In Awesome Team Learning we discussed premises that enable a shift in team culture towards successful continuous improvement.

In Supercharge Your Retrospectives With TRIPE we looked at often-ignored aspects of teamwork context that either constrain or enable our high-performance.

In the Continuous Improvement Canvas we looked at an information radiator for managing the enormous increase in small learnings that come from a team that has successfully reached the space of continuous improvement.

Once we’ve made a new team working agreement and put it on our canvas, we’re now stuck with the burden of needing to “remember” the agreement. Every team at some point has had a team member say “whoops we made an agreement to do X but haven’t done it all week” at their weekly retrospective.

The answer to this is automation. We automate builds, we automate tests, we automate deployment, there’s no reason why we can’t automate working agreements. Let’s look at one way of doing this - but first some context building around mob programming.

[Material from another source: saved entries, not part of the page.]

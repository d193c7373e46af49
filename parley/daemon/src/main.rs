//! Parley Daemon - Anonymous Pairing Chat Server
//!
//! Accepts chat clients over raw TCP, a Unix socket and WebSocket, and hands
//! every connection to the parley matchmaker. Two clients arriving close
//! together chat with each other; a client left alone for too long chats
//! with the Markov bot instead.
//!
//! # Usage
//!
//! ```bash
//! # Start with defaults (TCP 127.0.0.1:4001, WebSocket 127.0.0.1:4000)
//! parley-daemon
//!
//! # Chat from a terminal
//! nc 127.0.0.1 4001
//!
//! # Custom listeners, WebSocket disabled
//! parley-daemon --tcp-addr 0.0.0.0:4001 --ws-addr "" --socket /tmp/parley.sock
//!
//! # With config file
//! parley-daemon --config /etc/parley/parley.toml
//!
//! # Verbose logging
//! RUST_LOG=debug parley-daemon
//! ```
//!
//! # Configuration Priority
//!
//! CLI flags > `PARLEY_*` environment variables > TOML file > defaults.
//!
//! # Signals
//!
//! - `SIGTERM` / `SIGINT`: Graceful shutdown (removes the socket file)

mod server;
mod transport;

use std::path::PathBuf;
use std::time::Duration;

use anyhow::{Context, Result};
use clap::Parser;
use tracing::{error, info, warn};

use parley_core::{config, ConfigOverrides, Matchmaker, ParleyConfig, StartPolicy};

use server::{bind_listeners, DaemonServer, ServerConfig};

/// Parley Daemon - anonymous pairing chat with a Markov bot fallback
#[derive(Parser, Debug)]
#[command(name = "parley-daemon")]
#[command(author, version, about, long_about = None)]
pub struct Args {
    /// Configuration file path (default: ~/.config/parley/parley.toml)
    #[arg(short = 'c', long, env = "PARLEY_CONFIG", value_name = "FILE")]
    config: Option<PathBuf>,

    /// Raw TCP listen address ("" disables)
    #[arg(long, value_name = "ADDR")]
    tcp_addr: Option<String>,

    /// WebSocket listen address ("" disables)
    #[arg(long, value_name = "ADDR")]
    ws_addr: Option<String>,

    /// Unix socket path ("" disables)
    #[arg(short = 's', long, value_name = "PATH")]
    socket: Option<String>,

    /// Maximum simultaneously open client connections
    #[arg(long, value_name = "N")]
    max_connections: Option<usize>,

    /// How long a lone client waits before getting the bot
    #[arg(long, value_name = "MS")]
    pair_timeout_ms: Option<u64>,

    /// Text sent to a client while it waits for a partner
    #[arg(long, value_name = "TEXT")]
    waiting_notice: Option<String>,

    /// Text sent to both sides when a session starts
    #[arg(long, value_name = "TEXT")]
    greeting: Option<String>,

    /// Relay copy buffer size in bytes
    #[arg(long, value_name = "BYTES")]
    buffer_size: Option<usize>,

    /// Bot "thinking" delay before each reply
    #[arg(long, value_name = "MS")]
    bot_delay_ms: Option<u64>,

    /// Maximum words per bot reply
    #[arg(long, value_name = "N")]
    bot_max_words: Option<usize>,

    /// Bot replies allowed in flight at once
    #[arg(long, value_name = "N")]
    bot_max_pending: Option<usize>,

    /// Markov prefix length
    #[arg(long, value_name = "N")]
    order: Option<usize>,

    /// Where bot replies start: most_recent or random
    #[arg(long, value_name = "POLICY")]
    start_policy: Option<StartPolicy>,

    /// Log level (trace, debug, info, warn, error)
    #[arg(short = 'l', long, env = "PARLEY_LOG_LEVEL", default_value = "info")]
    log_level: String,
}

impl Args {
    fn overrides(&self) -> ConfigOverrides {
        let mut overrides = ConfigOverrides::new();
        if let Some(ref addr) = self.tcp_addr {
            overrides = overrides.with_tcp_addr(addr.clone());
        }
        if let Some(ref addr) = self.ws_addr {
            overrides = overrides.with_websocket_addr(addr.clone());
        }
        if let Some(ref path) = self.socket {
            overrides = overrides.with_unix_socket(PathBuf::from(path));
        }
        if let Some(max) = self.max_connections {
            overrides = overrides.with_max_connections(max);
        }
        if let Some(ms) = self.pair_timeout_ms {
            overrides = overrides.with_pair_timeout(Duration::from_millis(ms));
        }
        if let Some(ref notice) = self.waiting_notice {
            overrides = overrides.with_waiting_notice(notice.clone());
        }
        if let Some(ref greeting) = self.greeting {
            overrides = overrides.with_greeting(greeting.clone());
        }
        if let Some(size) = self.buffer_size {
            overrides = overrides.with_buffer_size(size);
        }
        if let Some(ms) = self.bot_delay_ms {
            overrides = overrides.with_reply_delay(Duration::from_millis(ms));
        }
        if let Some(words) = self.bot_max_words {
            overrides = overrides.with_max_words(words);
        }
        if let Some(pending) = self.bot_max_pending {
            overrides = overrides.with_max_pending_replies(pending);
        }
        if let Some(order) = self.order {
            overrides = overrides.with_order(order);
        }
        if let Some(policy) = self.start_policy {
            overrides = overrides.with_start_policy(policy);
        }
        overrides
    }
}

/// Initialize logging with the specified level
fn init_logging(level: &str) -> Result<()> {
    let filter = tracing_subscriber::EnvFilter::try_from_default_env()
        .or_else(|_| {
            tracing_subscriber::EnvFilter::try_new(format!(
                "parley_daemon={level},parley_core={level}"
            ))
        })
        .with_context(|| format!("Invalid log level: {level}"))?;

    tracing_subscriber::fmt()
        .with_env_filter(filter)
        .with_target(true)
        .with_thread_ids(true)
        .init();

    Ok(())
}

/// Load file and environment configuration, then apply CLI flags
fn resolve_config(args: &Args) -> Result<ParleyConfig> {
    let path = args.config.clone().or_else(config::default_config_path);
    let mut config = config::load_config_from_path(path).context("Failed to load configuration")?;
    args.overrides().apply(&mut config);
    config.validate().context("Invalid configuration")?;
    Ok(config)
}

/// Resolve once SIGINT or SIGTERM arrives
async fn shutdown_signal() {
    let ctrl_c = async {
        if let Err(e) = tokio::signal::ctrl_c().await {
            error!(error = %e, "Failed to install Ctrl+C handler");
            std::future::pending::<()>().await;
        }
    };

    #[cfg(unix)]
    let terminate = async {
        use tokio::signal::unix::{signal, SignalKind};
        match signal(SignalKind::terminate()) {
            Ok(mut sigterm) => {
                sigterm.recv().await;
            }
            Err(e) => {
                error!(error = %e, "Failed to install SIGTERM handler");
                std::future::pending::<()>().await;
            }
        }
    };

    #[cfg(not(unix))]
    let terminate = std::future::pending::<()>();

    tokio::select! {
        () = ctrl_c => info!("Received SIGINT, initiating shutdown"),
        () = terminate => info!("Received SIGTERM, initiating shutdown"),
    }
}

#[tokio::main]
async fn main() -> Result<()> {
    let args = Args::parse();

    // Initialize logging first
    init_logging(&args.log_level)?;

    info!("Parley daemon starting");
    info!("Version: {}", env!("CARGO_PKG_VERSION"));

    let config = resolve_config(&args)?;
    info!(
        source = %config.source(),
        pair_timeout_ms = config.matchmaker.pair_timeout.as_millis() as u64,
        bot_delay_ms = config.bot.reply_delay.as_millis() as u64,
        bot_max_words = config.bot.max_words,
        order = config.model.order,
        start_policy = ?config.model.start_policy,
        "Configuration loaded"
    );
    if let Some(ref path) = config.config_file_path {
        info!(path = %path.display(), "Config file");
    }

    let acceptors = bind_listeners(&config.transport).await?;
    let matchmaker = Matchmaker::new(&config);
    let server = DaemonServer::new(matchmaker.clone(), ServerConfig::from(&config.transport))
        .with_socket_path(config.transport.unix_socket.clone());

    let result = server.run(acceptors, shutdown_signal()).await;

    let model = matchmaker.model().stats();
    info!(
        prefixes = model.prefixes,
        transitions = model.transitions,
        "Language model discarded"
    );

    match result {
        Ok(()) => {
            info!("Parley daemon stopped cleanly");
            Ok(())
        }
        Err(e) => {
            warn!(error = %e, "Daemon stopped with error");
            Err(e)
        }
    }
}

Automating Your Work With Timers

Mob programming is the most efficient way for a team to maintain continuous improvement. Matthew Inman Cochrane has a wonderful presentation on how, if you stick with your retrospectives and truly eliminate all waste in your development process, you’ll naturally end up mob programming. So for today, I’m going to presume your team is mobbing.

Even if you’re not - if you’re pairing or solo coding - you can still easily use the process I’ll be describing.

In mobbing, you may have already found that using a timer is indispensable. Habits and norms break down as you get deeper into solving problems in the code. The timer keeps you honest. The best mob programming desktop timers automate rotations by blacking out the screen. The original Hunter Mob timer and Dillon Kearns’ Mobster are both great in this respect.

Mobodoros

“Mobodoro” is a term coined by San Diego agilist Chris Stead. He blogged an excellent and thorough description of the approach here.

In brief, a “mobodoro” is the “pomodoro” timed work session (a rhythm of 25 minutes working, 5 minutes break, then repeat) applied to the context of mobbing.

A few have blogged about the benefits of the mobodoro - here’s a post from Scottish agilist Barney Dellar, and another from mobbers at New Relic.

Now that we have a timer automating our work and recurring disciplined breaks (the benefits of which Tim Ottinger has eloquently blogged on here), we can begin drawing more value from it.

What Else Can The Timer Do?

Let’s say your team has decided that your retrospectives are too big and intermittent, and you want to have smaller learnings more often. So you decide that you are going to do “micro-retros”, 1-5 minute check-ins at the end of every pomodoro. Great!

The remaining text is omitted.